Summer brings back joyous childhood memories for Sharon Shannon carefree days on the farm and holidays to the beach. “I hated school, so I lived for the summer holidays. We had a fantastic idyllic childhood,” she says. “We had great freedom on my parents’ farm, running through meadows and climbing trees, playing with neighbours’ kids and training the family pets to do tricks. Surrounded by nature and animals - dogs, cats, goats, cattle and sheep - Shannon’s true love is horses. “My father used to breed Connemara ponies and we trained them to jump,” she says. “My younger sister Mary and I did a lot of competitiv­e show jumping as teenagers. It was a big obsession. We were lucky that it was also a huge passion for our father IJ, so he gladly nurtured our love of the ponies and horses. We often had pet lambs and calves,” she adds. “I loved the farm animals equally as much as I loved the cats, dogs and horses.”

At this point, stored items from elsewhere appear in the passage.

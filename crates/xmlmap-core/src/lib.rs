#![cfg_attr(docsrs, feature(doc_cfg))]
//! Declarative mapping of XML elements onto typed records.
//!
//! A record type describes its fields through [`XmlRecord`]; a [`Mapper`]
//! turns that description into attribute and element mapping tables,
//! selects candidate elements from its input, and builds one record per
//! element. Values that do not convert to a field's kind are skipped and
//! leave the field at its default.
//!
//! ```rust
//! use xmlmap_core::{FieldDescriptor, FieldSlot, Mapper, RecordSchema, XmlRecord};
//!
//! #[derive(Default)]
//! struct Point {
//!     x: i32,
//!     y: i32,
//! }
//!
//! impl XmlRecord for Point {
//!     fn schema() -> RecordSchema {
//!         RecordSchema::new("Point").fields(vec![
//!             FieldDescriptor::of::<i32>("x"),
//!             FieldDescriptor::of::<i32>("y").element("Y"),
//!         ])
//!     }
//!
//!     fn field_mut(&mut self, field: &str) -> Option<&mut dyn FieldSlot> {
//!         match field {
//!             "x" => Some(&mut self.x as &mut dyn FieldSlot),
//!             "y" => Some(&mut self.y as &mut dyn FieldSlot),
//!             _ => None,
//!         }
//!     }
//! }
//!
//! let mapper = Mapper::<Point>::load(r#"<Path><Point x="1"><Y>2</Y></Point></Path>"#)?;
//! let point = mapper.parse_one()?;
//! assert_eq!((point.x, point.y), (1, 2));
//! # Ok::<(), xmlmap_core::MapperError>(())
//! ```

mod coerce;
#[cfg(feature = "serde")]
mod config;
mod datetime;
mod error;
mod mapper;
mod mapping;
mod schema;
mod source;
mod value;

pub use coerce::{coerce, Skip};
#[cfg(feature = "serde")]
#[cfg_attr(docsrs, doc(cfg(feature = "serde")))]
pub use config::{MapOverride, MappingOverrides};
pub use error::MapperError;
pub use mapper::Mapper;
pub use mapping::{MappingTable, SourceKind};
pub use schema::{FieldDescriptor, FieldKey, FieldName, RecordSchema, SourceDecl, XmlRecord};
pub use source::{select_candidates, XmlInput};
pub use value::{FieldKind, FieldSlot, Value, ValueKind, XmlValue};
//! Normalizes the accepted input shapes into a candidate element sequence.

use xmlmap_dom::{Document, Element, XmlError};

/// Input a mapper can read records from.
///
/// Text is parsed first; text and documents are then searched for every
/// element with the target name, in document order. A sequence of
/// elements is taken as already selected and used verbatim.
pub trait XmlInput {
    fn select(self, element_name: &str) -> Result<Vec<Element>, XmlError>;
}

impl XmlInput for &str {
    fn select(self, element_name: &str) -> Result<Vec<Element>, XmlError> {
        Document::parse(self)?.select(element_name)
    }
}

impl XmlInput for &String {
    fn select(self, element_name: &str) -> Result<Vec<Element>, XmlError> {
        self.as_str().select(element_name)
    }
}

impl XmlInput for String {
    fn select(self, element_name: &str) -> Result<Vec<Element>, XmlError> {
        self.as_str().select(element_name)
    }
}

impl XmlInput for &Document {
    fn select(self, element_name: &str) -> Result<Vec<Element>, XmlError> {
        Ok(self.descendants(element_name).collect())
    }
}

impl XmlInput for Document {
    fn select(self, element_name: &str) -> Result<Vec<Element>, XmlError> {
        (&self).select(element_name)
    }
}

impl XmlInput for Vec<Element> {
    fn select(self, _element_name: &str) -> Result<Vec<Element>, XmlError> {
        Ok(self)
    }
}

impl XmlInput for &[Element] {
    fn select(self, _element_name: &str) -> Result<Vec<Element>, XmlError> {
        Ok(self.to_vec())
    }
}

/// Resolve `input` into the elements records are read from.
pub fn select_candidates<I: XmlInput>(
    input: I,
    element_name: &str,
) -> Result<Vec<Element>, XmlError> {
    input.select(element_name)
}

#[cfg(test)]
mod tests {
    use super::*;

    const XML: &str = r#"<Root><Row n="0"/><Other><Row n="1"/></Other><Row n="2"/></Root>"#;

    fn numbers(elements: &[Element]) -> Vec<&str> {
        elements
            .iter()
            .filter_map(|element| element.attribute("n"))
            .collect()
    }

    #[test]
    fn text_and_documents_select_by_name() {
        let from_text = select_candidates(XML, "Row").expect("text input");
        assert_eq!(numbers(&from_text), vec!["0", "1", "2"]);

        let doc = Document::parse(XML).expect("parse");
        let from_doc = select_candidates(&doc, "Row").expect("document input");
        assert_eq!(from_doc, doc.descendants("Row").collect::<Vec<_>>());
        assert_eq!(numbers(&from_doc), vec!["0", "1", "2"]);
        assert!(select_candidates(doc, "Missing").expect("document input").is_empty());
    }

    #[test]
    fn element_sequences_are_used_verbatim() {
        let doc = Document::parse(XML).expect("parse");
        let picked: Vec<Element> = doc.root().children().collect();
        let selected = select_candidates(picked.clone(), "Row").expect("sequence input");
        assert_eq!(selected, picked);
        assert_eq!(selected[1].name(), "Other");
        let from_slice = select_candidates(&picked[..1], "Ignored").expect("slice input");
        assert_eq!(numbers(&from_slice), vec!["0"]);
    }

    #[test]
    fn malformed_text_is_reported() {
        assert!(select_candidates("<Root><Row></Root>", "Row").is_err());
    }
}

“My father had lots of old-fashioned farm equipment. I remember him using the plough with a horse to plough a field to sow spuds and a hay-turner to turn the hay. He still has that hay-turner at the old family farm. I remember well the pains we all had in our backs from sewing spuds,” she says. “They had to be planted a foot apart. My father would give each of us a 12-inch-long stick for measuring.”

Carnival day in Corofin, with its bumpers, swinging boats and candy floss was always met with great enthusiasm and excitement. As was the annual summer trip around the windy roads of the Burren, Doolin,

Black Head and Gregans Castle in Ballyvaugh­an. “We had many trips to the beautiful beach town of Lahinch on what seemed like the only stretch of good road in the whole of Co. Clare,” she says. Not much has changed these days, though she now lives in Galway. “At the moment, I’m loving being at home with the animals,” she says. “Lots of walking and swimming with the dogs and some jumps off the top diving board in Salthill, with my two sisters Mary and Majella. I visit my father down in Clare every chance I get. He’s 93 now and he’s doing great.”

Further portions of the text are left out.